Juha Hakala, Katri Seppälä, Eero Hyvönen
Finnish thesauri and ontologies on the web – results from the national FinnONTO initiative

Introduction
Research libraries spend a considerable amount of professional staff resources on content analysis. The preferred tools for this work are classifications and controlled vocabularies.
Like most of its peers, Finnish research libraries initially preferred to use classifications. In some countries, libraries opted to develop and use national classification systems; in Sweden for instance, the SAB classification was used in most libraries (see http://sv.wikipedia.org/wiki/SAB:s_klassifikationssystem). In Finland, research libraries relied on an abridged Finnish version of UDC. As UDC was seen as the system most suited for research libraries, public libraries developed a Dewey-based classification system which is still in use in every public library except the Helsinki city public library, which uses its own system.

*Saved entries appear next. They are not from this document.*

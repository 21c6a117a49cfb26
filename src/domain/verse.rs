use std::fmt;

use serde::{Deserialize, Deserializer, Serialize};

pub const TRANSLATION_UNAVAILABLE: &str = "Translation not available";
pub const TRANSLITERATION_UNAVAILABLE: &str = "Not available";

/// A single verse as returned by one edition of the upstream API.
#[derive(Debug, Clone, PartialEq, Eq, Serialize, Deserialize)]
#[serde(rename_all = "camelCase")]
pub struct Verse {
    pub number: u32,
    pub text: String,
    pub number_in_surah: u16,
    #[serde(default)]
    pub audio: Option<String>,
    #[serde(default, deserialize_with = "null_as_empty")]
    pub audio_secondary: Vec<String>,
}

impl Verse {
    pub fn new(number: u32, number_in_surah: u16, text: impl Into<String>) -> Self {
        Self {
            number,
            text: text.into(),
            number_in_surah,
            audio: None,
            audio_secondary: Vec::new(),
        }
    }

    pub fn with_audio(mut self, url: impl Into<String>) -> Self {
        self.audio = Some(url.into());
        self
    }

    /// The URL to play: the primary audio, or the first secondary mirror
    /// when the primary is missing. Empty strings count as absent.
    pub fn primary_audio(&self) -> Option<&str> {
        self.audio
            .iter()
            .chain(self.audio_secondary.iter())
            .map(String::as_str)
            .find(|url| !url.is_empty())
    }
}

fn null_as_empty<'de, D>(deserializer: D) -> Result<Vec<String>, D::Error>
where
    D: Deserializer<'de>,
{
    Ok(Option::<Vec<String>>::deserialize(deserializer)?.unwrap_or_default())
}

/// The per-chapter collections a load produces.
#[derive(Debug, Clone, Copy, PartialEq, Eq, Hash)]
pub enum Collection {
    Audio,
    Translation,
    Transliteration,
}

impl fmt::Display for Collection {
    fn fmt(&self, f: &mut fmt::Formatter<'_>) -> fmt::Result {
        let name = match self {
            Collection::Audio => "audio",
            Collection::Translation => "translation",
            Collection::Transliteration => "transliteration",
        };
        f.write_str(name)
    }
}

#[derive(Debug, Clone, PartialEq, Eq)]
pub enum TextCell {
    Available(String),
    Unavailable,
}

impl TextCell {
    pub fn text(&self) -> Option<&str> {
        match self {
            TextCell::Available(text) => Some(text),
            TextCell::Unavailable => None,
        }
    }

    pub fn is_available(&self) -> bool {
        matches!(self, TextCell::Available(_))
    }
}

/// One row of the three-column display. Built only by the aligner.
#[derive(Debug, Clone, PartialEq, Eq)]
pub struct AlignedRow {
    pub number: u32,
    pub ordinal: u16,
    pub original: String,
    pub translation: TextCell,
    pub transliteration: TextCell,
    pub audio_url: Option<String>,
}

impl AlignedRow {
    pub fn translation_display(&self) -> &str {
        self.translation.text().unwrap_or(TRANSLATION_UNAVAILABLE)
    }

    pub fn transliteration_display(&self) -> &str {
        self.transliteration.text().unwrap_or(TRANSLITERATION_UNAVAILABLE)
    }

    pub fn is_playable(&self) -> bool {
        self.audio_url.is_some()
    }

    /// Case-insensitive substring match over the available texts.
    ///
    /// `needle` must already be lowercased.
    pub fn matches(&self, needle: &str) -> bool {
        [
            Some(self.original.as_str()),
            self.translation.text(),
            self.transliteration.text(),
        ]
        .into_iter()
        .flatten()
        .any(|text| text.to_lowercase().contains(needle))
    }
}

/// The aligned rows of one chapter.
///
/// Row `i` always describes the `i`-th verse of the primary collection; the
/// raw per-edition collections never leave the aligner.
#[derive(Debug, Clone, PartialEq, Eq)]
pub struct AlignedChapter {
    chapter: u16,
    rows: Vec<AlignedRow>,
    degraded: Vec<Collection>,
}

impl AlignedChapter {
    pub(crate) fn from_parts(chapter: u16, rows: Vec<AlignedRow>, degraded: Vec<Collection>) -> Self {
        Self {
            chapter,
            rows,
            degraded,
        }
    }

    pub fn chapter(&self) -> u16 {
        self.chapter
    }

    pub fn rows(&self) -> &[AlignedRow] {
        &self.rows
    }

    pub fn row(&self, index: usize) -> Option<&AlignedRow> {
        self.rows.get(index)
    }

    pub fn len(&self) -> usize {
        self.rows.len()
    }

    pub fn is_empty(&self) -> bool {
        self.rows.is_empty()
    }

    pub fn audio_url(&self, index: usize) -> Option<&str> {
        self.rows.get(index).and_then(|row| row.audio_url.as_deref())
    }

    pub fn index_of_ordinal(&self, ordinal: u16) -> Option<usize> {
        self.rows.iter().position(|row| row.ordinal == ordinal)
    }

    /// Optional collections that were missing or shorter than the primary text.
    pub fn degraded(&self) -> &[Collection] {
        &self.degraded
    }
}

#[cfg(test)]
mod tests {
    use super::*;

    fn row(original: &str, translation: TextCell, transliteration: TextCell) -> AlignedRow {
        AlignedRow {
            number: 1,
            ordinal: 1,
            original: original.into(),
            translation,
            transliteration,
            audio_url: None,
        }
    }

    #[test]
    fn test_verse_deserializes_api_shape() {
        let json = r#"{
            "number": 2,
            "text": "ٱلْحَمْدُ لِلَّهِ رَبِّ ٱلْعَـٰلَمِينَ",
            "numberInSurah": 2,
            "juz": 1,
            "audio": "https://cdn.islamic.network/quran/audio/128/ar.alafasy/2.mp3",
            "audioSecondary": ["https://cdn.islamic.network/quran/audio/64/ar.alafasy/2.mp3"]
        }"#;
        let verse: Verse = serde_json::from_str(json).unwrap();
        assert_eq!(verse.number, 2);
        assert_eq!(verse.number_in_surah, 2);
        assert_eq!(verse.audio_secondary.len(), 1);
        assert!(verse.primary_audio().unwrap().ends_with("/2.mp3"));
    }

    #[test]
    fn test_verse_without_audio_fields() {
        let json = r#"{"number": 1, "text": "In the name of God", "numberInSurah": 1, "audioSecondary": null}"#;
        let verse: Verse = serde_json::from_str(json).unwrap();
        assert_eq!(verse.primary_audio(), None);
        assert!(verse.audio_secondary.is_empty());
    }

    #[test]
    fn test_secondary_audio_is_a_fallback() {
        let json = r#"{
            "number": 8,
            "text": "text",
            "numberInSurah": 1,
            "audio": "",
            "audioSecondary": ["", "https://cdn.islamic.network/quran/audio/64/ar.alafasy/8.mp3"]
        }"#;
        let verse: Verse = serde_json::from_str(json).unwrap();
        assert!(verse.primary_audio().unwrap().ends_with("/64/ar.alafasy/8.mp3"));
    }

    #[test]
    fn test_empty_audio_is_absent() {
        let verse = Verse::new(1, 1, "text").with_audio("");
        assert_eq!(verse.primary_audio(), None);
    }

    #[test]
    fn test_placeholders_for_unavailable_cells() {
        let r = row("text", TextCell::Unavailable, TextCell::Unavailable);
        assert_eq!(r.translation_display(), TRANSLATION_UNAVAILABLE);
        assert_eq!(r.transliteration_display(), TRANSLITERATION_UNAVAILABLE);
    }

    #[test]
    fn test_matches_is_case_insensitive() {
        let r = row(
            "بِسْمِ",
            TextCell::Available("In the Name of God".into()),
            TextCell::Available("Bismi Allahi".into()),
        );
        assert!(r.matches("name"));
        assert!(r.matches("bismi"));
        assert!(r.matches("بِسْمِ"));
        assert!(!r.matches("mercy"));
    }

    #[test]
    fn test_matches_ignores_placeholders() {
        let r = row("text", TextCell::Unavailable, TextCell::Unavailable);
        assert!(!r.matches("available"));
    }
}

Although professionals were able to use classifications both for the description and retrieval of information resources, librarians involved with customer services realized early on that ordinary library users were not able to utilize classifications. Therefore, even though classifications do have benefits, such as language independence in a multilingual country, in the 1980s the decision was taken to develop the Finnish General Thesaurus (Yleinen suomalainen asiasanasto, YSA; see http://onki.fi/en/browser/overview/ysa). The National Library was responsible for this work, which was completed in 1987. Since then the Library has maintained the system in close co-operation with the libraries that use the system.
Maintenance of the Finnish thesauri
In 2010 the Finnish General Thesaurus contained approximately 30,000 terms, of which 5500 are geographical names. The thesaurus has grown by an average of 1000 terms a year (200 geographical names), and there have also been many changes – notes and term specifications have been added, and occasionally the terms themselves are changed. Since Finland is a bilingual country, there is also a Swedish translation of the thesaurus. Allärs (Allmän thesaurus) is maintained by the Åbo Akademi library; the work is funded by the National Library and is based on a contract between the two organizations.
The YSA is a general thesaurus, so it is not ideally suited for detailed analysis of scientific content. Research libraries have therefore developed topical thesauri for this purpose. They are based on the YSA, and a large proportion of their terms are derived from the general thesaurus. The terms specific specialized thesauri are those needed in a particular area of study (say, forestry or agriculture). There are some specialized thesauri which are no longer maintained, including social sciences and information science. Their terms have been integrated into the YSA, and the intention is to maintain the same level of detail in the future thesauri.
The National Library also coordinates the development of the specialized thesauri. Such cooperation is important, since the people maintaining specialized thesauri often propose new terms to the YSA as well. The development of controlled vocabularies requires familiarity with the scientific literature, and no single person can cover all areas of knowledge. Thus the National Library sees broad co-operation as a vital component of vocabulary development and maintenance.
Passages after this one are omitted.